O livro sobre Portugal tem ainda outra importante particularidade. Para além da edição fotográfica a cargo de Marker, este é um dos poucos volumes onde encontramos fotografias da sua autoria (os outros dois são a China e a URSS). Chris Marker esteve portanto em Portugal em 1957, fez algumas fotografias e decidiu incluir nada menos do que 22 imagens suas neste volume.
Como viu então Marker no nosso país? Viu mais, viu mais além? Talvez sim. Mas acima de tudo, e como sempre, Marker viu diferente. O melhor testemunho deste seu olhar encontra-se numa sequência de seis imagens, completamente autónomas do texto, que configuram um pequeno ensaio visual, sob o título Petit cinéma des rues ou les Mystères de Lisbonne. Aludindo à literatura e designando por cinema um conjunto de fotografias, Marker confunde as especificidades mediáticas como ninguém. Recordem-se os casos do livro sobre a China, que inclui sequências fotográficas a que ele chama de curtas-metragens, ou o subtítulo (un photo-roman) que encontramos em La Jetée, obra cinematográfica composta maioritariamente por fotografias.
A montagem ensaística deste "pequeno cinema das ruas", traduz-se numa justaposição intrigante de imagens e cenas, aparentemente sem ligação entre si, que definem ainda assim uma narrativa alternativa. Uma ressonância surrealizante trespassa as diferentes fotografias e lança-nos na ambiguidade de um olhar subjectivo e numa multiplicidade de interpretações.

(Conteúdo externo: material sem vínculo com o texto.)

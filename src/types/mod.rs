pub mod ids;
pub mod job;

pub use ids::{FileId, JobId, OwnerId, WorkerId};
pub use job::{JobRecord, JobStatus, JobType, NewJob, DEFAULT_MAX_ATTEMPTS, DEFAULT_PRIORITY};
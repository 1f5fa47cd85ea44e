use std::sync::Arc;
use std::time::Duration;

use chrono::Utc;
use tokio::sync::oneshot;
use tokio::time::{interval, MissedTickBehavior};
use tracing::{debug, error, info, warn};

use crate::backoff::RetryPolicy;
use crate::config::WorkerConfig;
use crate::error::QueueResult;
use crate::metrics::QueueMetrics;
use crate::store::JobStore;
use crate::worker::LoopHandle;

/// Recovers jobs abandoned by dead or hung workers.
///
/// A `Running` row whose lock has outlived the stale threshold is evidence
/// the owning worker is gone; there is no active cancellation signal, only
/// this post-hoc liveness check.
pub struct Reclaimer {
    store: Arc<dyn JobStore>,
    retry: Arc<RetryPolicy>,
    metrics: Arc<QueueMetrics>,
    sweep_interval: Duration,
    stale_after: chrono::Duration,
}

impl Reclaimer {
    pub fn new(
        store: Arc<dyn JobStore>,
        retry: Arc<RetryPolicy>,
        metrics: Arc<QueueMetrics>,
        config: &WorkerConfig,
    ) -> Self {
        Self {
            store,
            retry,
            metrics,
            sweep_interval: config.reclaim_interval,
            stale_after: chrono::Duration::from_std(config.stale_lock_timeout)
                .unwrap_or_else(|_| chrono::Duration::minutes(15)),
        }
    }

    /// Spawn the sweep loop.
    pub fn spawn(self) -> LoopHandle {
        let (shutdown_tx, mut shutdown_rx) = oneshot::channel();
        let join_handle = tokio::spawn(async move {
            info!("reclaimer started");
            let mut ticker = interval(self.sweep_interval);
            ticker.set_missed_tick_behavior(MissedTickBehavior::Delay);
            loop {
                tokio::select! {
                    _ = &mut shutdown_rx => break,
                    _ = ticker.tick() => {
                        if let Err(e) = self.sweep_once().await {
                            error!(error = %e, "stuck-job sweep failed");
                        }
                    }
                }
            }
            info!("reclaimer stopped");
        });
        LoopHandle::new(shutdown_tx, join_handle)
    }

    /// One sweep: reset every `Running` job whose lock has gone stale.
    ///
    /// `attempts` is left untouched: the next claim increments it, and
    /// incrementing here as well would double-count against the retry
    /// budget. The deferral is computed from the current attempt count.
    pub async fn sweep_once(&self) -> QueueResult<usize> {
        let cutoff = Utc::now() - self.stale_after;
        let stuck = self.store.find_stale_running(cutoff).await?;
        if stuck.is_empty() {
            debug!("no stale jobs found");
            return Ok(0);
        }

        warn!(count = stuck.len(), %cutoff, "reclaiming stuck jobs");
        let mut reclaimed = 0;
        for mut job in stuck {
            warn!(
                job_id = %job.id,
                job_type = %job.job_type,
                locked_by = ?job.locked_by,
                locked_at = ?job.locked_at,
                "reclaiming stuck job"
            );
            let now = Utc::now();
            let next = self.retry.next_attempt_at(now, job.attempts);
            job.release(next, now);
            self.store.update(&job).await?;
            self.metrics.record_reclaimed(job.job_type);
            reclaimed += 1;
        }
        Ok(reclaimed)
    }
}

Tentando reconstituir a sua psico-geografia, vemos que Marker andou pelo centro e pela Baixa, onde encontrou luvas suspensas, e achou no Bar Palmeiras dos Anjos (as palmeiras ainda resistem na Almirante Reis) uma atracção mais interessante que qualquer outro monumento da capital. Às ruas movimentadas do Chiado, contrapôs a desolada imagem de uma enorme parede cega onde apenas se consegue ler, nos despojos de um cartaz rasgado, a oportuna legenda O Mundo do Silêncio, numa portentosa metáfora para um país silenciado a vários níveis.

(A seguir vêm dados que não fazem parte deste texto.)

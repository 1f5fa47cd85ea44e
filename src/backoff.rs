use std::time::Duration;

use chrono::{DateTime, Utc};
use parking_lot::Mutex;
use rand::rngs::StdRng;
use rand::{Rng, SeedableRng};

/// Lower bound of the jitter factor.
pub const JITTER_LOW: f64 = 0.75;
/// Upper bound of the jitter factor.
pub const JITTER_HIGH: f64 = 1.25;

/// Exponential backoff for failed and reclaimed jobs.
///
/// The delay for a job that has consumed `attempts` claims is
/// `min(2^attempts, 60) minutes` scaled by a uniform jitter factor in
/// `[0.75, 1.25]`. The jitter spreads retries of jobs that failed together,
/// so a recovering dependency is not hit by a synchronized storm.
pub struct RetryPolicy {
    base: Duration,
    cap: Duration,
    rng: Mutex<StdRng>,
}

impl RetryPolicy {
    /// Policy with the standard 1-minute base and 60-minute cap, seeded from
    /// the OS.
    pub fn new() -> Self {
        Self::from_rng(StdRng::from_entropy())
    }

    /// Deterministic policy for tests.
    pub fn with_seed(seed: u64) -> Self {
        Self::from_rng(StdRng::seed_from_u64(seed))
    }

    fn from_rng(rng: StdRng) -> Self {
        Self {
            base: Duration::from_secs(60),
            cap: Duration::from_secs(60 * 60),
            rng: Mutex::new(rng),
        }
    }

    /// Jittered delay before the next attempt. `attempts` is the
    /// post-claim-increment value, i.e. the count already consumed.
    pub fn delay_for(&self, attempts: u32) -> Duration {
        // 2^17 minutes is already far past the cap; clamping the exponent
        // keeps the f64 arithmetic well away from infinity.
        let exponent = attempts.min(16) as i32;
        let uncapped = self.base.as_secs_f64() * 2f64.powi(exponent);
        let capped = uncapped.min(self.cap.as_secs_f64());
        let jitter = self.rng.lock().gen_range(JITTER_LOW..=JITTER_HIGH);
        Duration::from_secs_f64(capped * jitter)
    }

    /// Absolute due time for the next attempt.
    pub fn next_attempt_at(&self, now: DateTime<Utc>, attempts: u32) -> DateTime<Utc> {
        let delay = chrono::Duration::from_std(self.delay_for(attempts))
            .unwrap_or_else(|_| chrono::Duration::minutes(75));
        now + delay
    }
}

impl Default for RetryPolicy {
    fn default() -> Self {
        Self::new()
    }
}
/// Attempt monotonicity: +1 per claim, +0 per reclamation.
#[tokio::test]
async fn attempts_increment_only_on_claim() {
    let store = Arc::new(MemoryStore::new());
    let config = WorkerConfig::default();
    let id = store.insert(new_job()).await.unwrap();

    store.claim(&worker("w1"), 1).await.unwrap();
    assert_eq!(fetch(&store, id).await.attempts, 1);

    // Simulate a dead worker and reclaim.
    store.force_lock_age(id, Duration::from_secs(20 * 60));
    let reclaimer = Reclaimer::new(
        store.clone(),
        Arc::new(RetryPolicy::with_seed(1)),
        Arc::new(QueueMetrics::new()),
        &config,
    );
    let reclaimed = reclaimer.sweep_once().await.unwrap();
    assert_eq!(reclaimed, 1);
    assert_eq!(fetch(&store, id).await.attempts, 1, "reclaim must not consume an attempt");

    // The next claim consumes the second attempt.
    store.force_due(id);
    let again = store.claim(&worker("w2"), 1).await.unwrap();
    assert_eq!(again, vec![id]);
    assert_eq!(fetch(&store, id).await.attempts, 2);
}

/// Reclamation correctness: stale RUNNING rows go back to PENDING with the
/// lock cleared and a backoff-shaped deferral.
#[test_log::test(tokio::test)]
async fn reclaimer_resets_stale_jobs() {
    let store = Arc::new(MemoryStore::new());
    let config = WorkerConfig::default();
    let metrics = Arc::new(QueueMetrics::new());
    let id = store.insert(new_job()).await.unwrap();
    let fresh = store.insert(new_job()).await.unwrap();

    store.claim(&worker("w1"), 2).await.unwrap();
    // Only the first job's lock goes stale.
    store.force_lock_age(id, Duration::from_secs(20 * 60));

    let reclaimer = Reclaimer::new(
        store.clone(),
        Arc::new(RetryPolicy::with_seed(7)),
        metrics.clone(),
        &config,
    );
    let before = Utc::now();
    let reclaimed = reclaimer.sweep_once().await.unwrap();
    assert_eq!(reclaimed, 1);

    let job = fetch(&store, id).await;
    assert_eq!(job.status, JobStatus::Pending);
    assert!(job.locked_by.is_none());
    assert!(job.locked_at.is_none());
    assert_eq!(job.attempts, 1);

    // attempts = 1 → 2 minutes scaled by [0.75, 1.25].
    let next: DateTime<Utc> = job.next_attempt_at.expect("deferral set");
    let delta = next - before;
    assert!(delta >= chrono::Duration::seconds(85), "deferral too short: {}", delta);
    assert!(delta <= chrono::Duration::seconds(155), "deferral too long: {}", delta);

    let untouched = fetch(&store, fresh).await;
    assert_eq!(untouched.status, JobStatus::Running);

    assert_eq!(metrics.snapshot().reclaimed, 1);

    // Reclaimed job is claimable again once due.
    store.force_due(id);
    let again = store.claim(&worker("w2"), 10).await.unwrap();
    assert_eq!(again, vec![id]);
}

/// Idempotent creation: concurrent creators for one (file, type) pair agree
/// on the job ID and leave exactly one row behind.
#[tokio::test(flavor = "multi_thread", worker_threads = 4)]
async fn concurrent_creation_yields_one_job() {
    let store = Arc::new(MemoryStore::new());
    let creator = Arc::new(JobCreator::new(store.clone()));
    let job = new_job();

    let results = join_all((0..4).map(|_| {
        let creator = creator.clone();
        let job = job.clone();
        tokio::spawn(async move { creator.create_job(job).await.unwrap() })
    }))
    .await;

    let ids: HashSet<JobId> = results.into_iter().map(|r| r.unwrap()).collect();
    assert_eq!(ids.len(), 1, "all creators must observe the same job ID");
    assert_eq!(store.job_count(), 1);
}

/// Executor success path: DONE, scheduling fields cleared, output persisted.
#[tokio::test]
async fn successful_execution_completes_the_job() {
    let store = Arc::new(MemoryStore::new());
    let mut registry = HandlerRegistry::new();
    registry.register(Arc::new(SucceedingHandler { kind: JobType::Ocr }));
    let (executor, metrics) = executor_with(store.clone(), registry, 3);

    let id = store.insert(new_job()).await.unwrap();
    store.claim(&worker("w1"), 1).await.unwrap();
    executor.execute(id).await;

    let job = fetch(&store, id).await;
    assert_eq!(job.status, JobStatus::Done);
    assert!(job.completed_at.is_some());
    assert!(job.locked_by.is_none());
    assert!(job.locked_at.is_none());
    assert!(job.next_attempt_at.is_none());
    assert!(job.error_message.is_none());
    assert_eq!(job.output_data.unwrap()["pages"], 2);

    let snapshot = metrics.snapshot();
    assert_eq!(snapshot.completed, 1);
    assert_eq!(snapshot.failed, 0);
}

Nos restantes dípticos articulou equilibradamente imagens de jovens e velhos, de homens e mulheres. A última imagem desta sequência foto-cinematográfica é uma das mais surpreendentes. Ao lado de uma figura feminina capturada numa suspensão indefinida, um rapazinho olha quase em espanto para um cenário onde uma poderosa figura escultórica luta desesperadamente para se erguer do peso desmesurado que lhe pende sobre os ombros, e do qual não parece conseguir libertar-se. Este quadro enigmático dissolve-se um pouco quando descobrimos que se trata afinal de um dos atlantes que estão na base do monumento ao Marquês de Pombal, projectado por Adães Bermudes. Estranheza em estado puro: foi essa a parcela que Marker extraiu do centro da Rotunda para publicar no livro sobre Portugal.
O arranjo das imagens foi feito de acordo com os princípios da montagem cinematográfica e o título deste ensaio torna-se assim por demais acertado. Sem legendas ou outros elementos que nos ajudem a descodificar o que vemos, este texto visual define uma construção pessoal que também pretende ser extraordinariamente criativa do ponto de vista da recepção.
Marker solicita assim aos seus espectadores aquilo que também exigia de si mesmo: um profundo investimento e envolvimento pessoal com aquilo que vemos, com o mundo. Para retratar um país, Portugal, Chris Marker montou, num livro, um objecto fílmico feito de fotografias, numa narrativa múltipla e alheia a leituras unívocas. Tal como os mistérios de Lisboa, a sua obra assegura-nos que os mistérios de Marker continuarão como sempre, imperscrutáveis.